Using cheap bag-of-1000-for-a-fiver Chinese transistors off eBay I was able to get incredibly quiet output, to the point that I needed to add a muting gate because the radio was objectionably noisy. I notice that the exact transistors are not mentioned but any small-signal NPN and PNP ones will do - I used BC548 and BC558s, like I use in everything.

It will be way quieter and way more stable than an LM386.

Edit: I'm a lot better at drawing things in Kicad these days, and would have left the capacitors at the input a lot tidier.

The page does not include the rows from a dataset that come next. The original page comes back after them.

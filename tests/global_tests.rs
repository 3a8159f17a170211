//! Process-wide server and the connection helpers bound to it
//!
//! One test only: the global manager is configured from the environment on
//! first use and lives for the whole test binary.

use memdb::{
    close_server, get_conn, get_conn_with_db, get_dsn, get_readonly_conn_with_db,
    get_readonly_dsn_with_db, global, is_access_denied_error, start_server, Error,
    LifecycleState,
};
use mysql_async::prelude::*;
use tempfile::TempDir;

#[tokio::test]
async fn test_global_server_flow() {
    let dir = TempDir::new().unwrap();
    let socket = dir.path().join("memdb-unittest-socket");
    std::env::set_var("MEMDB_SOCKET", &socket);
    std::env::set_var("MEMDB_LOG_FILE", dir.path().join("log").join("exec.log"));

    assert_eq!(global().socket_path(), socket.as_path());
    assert_eq!(global().state(), LifecycleState::Unstarted);

    start_server().await.unwrap();
    start_server().await.unwrap();
    assert!(socket.exists());
    assert!(dir.path().join("log").join("exec.log").exists());

    assert_eq!(
        get_dsn(),
        format!(
            "root:@unix({})/?charset=utf8mb4&parseTime=true&loc=UTC",
            socket.display()
        )
    );
    assert!(get_readonly_dsn_with_db("test").starts_with("readonly:readonly@unix("));

    let mut admin = get_conn().await.unwrap();
    admin.query_drop("CREATE DATABASE school").await.unwrap();
    drop(admin);

    let mut conn = get_conn_with_db("school").await.unwrap();
    conn.query_drop("CREATE TABLE t (id INT PRIMARY KEY)")
        .await
        .unwrap();
    let db: Option<String> = conn.query_first("SELECT DATABASE()").await.unwrap();
    assert_eq!(db.as_deref(), Some("school"));

    let mut ro = get_readonly_conn_with_db("school").await.unwrap();
    let err: Error = ro
        .query_drop("INSERT INTO t VALUES (1)")
        .await
        .unwrap_err()
        .into();
    assert!(is_access_denied_error(&err));
    drop(ro);
    drop(conn);

    close_server().await.unwrap();
    assert_eq!(global().state(), LifecycleState::Closed);
    assert!(!socket.exists());
    assert!(matches!(get_conn().await, Err(Error::Connect { .. })));

    // full restart cycle with fresh storage
    start_server().await.unwrap();
    let err = get_conn_with_db("school").await.unwrap_err();
    assert_eq!(err.server_code(), Some(1049));
    close_server().await.unwrap();
}
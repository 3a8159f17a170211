//! Query execution engine
//!
//! Evaluates parsed statements against the catalog and the mock store.
//! Every statement runs to completion while holding short-lived locks;
//! there is no transaction machinery.

pub mod datum;
pub mod engine;
pub mod error;
pub mod eval;
pub mod session;
pub mod time;
pub mod variables;

pub use datum::Datum;
pub use engine::{Engine, EngineOptions, OutputColumn, QueryResult};
pub use error::{EngineError, EngineResult};
pub use session::Session;
pub use time::TimeZoneSpec;

/// A stored or produced row
pub type Row = Vec<Datum>;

https://onlyfandans.com/headphone.pdf

jacquesm•2mo ago
Note the first comment.
gsf_emergency_6•2mo ago
There's an error on the schematic -- pin #3 on the first NE5532 does not connect to the junction of the 47 k and the 100 Ω -- it only connects to the two 47 k resistors.
jacquesm•2mo ago
The comment is worded a bit cryptic, that joint should not be there, the wire should cross the wire coming from pin #2, not connect to it so that joint mark should not be there.
metadat•2mo ago
I want to see pictures of the device and ideally a video of it in action. It would be stimulating.
gsf_emergency_6•2mo ago
https://m.youtube.com/playlist?list=PLJ04J62_rG0AwQ57wb8Rxp7...
notaurus•2mo ago
Hmmm.

> the listening circuit must also be tuned to resonate at the expected frequency of proton precession, which will depend on Earth’s magnetic field at your location

> the frequency of these tones matches the magnetic field at my location to about 1 percent

I don’t doubt the physics, but I’m not sure about the experiment design. Being able to hear the correct frequency may just mean you’ve built an oscillator and tuned it.

gsf_emergency_6•2mo ago
This channel has a more detailed coverage of what goes down in the field

https://m.youtube.com/playlist?list=PLJ04J62_rG0AwQ57wb8Rxp7...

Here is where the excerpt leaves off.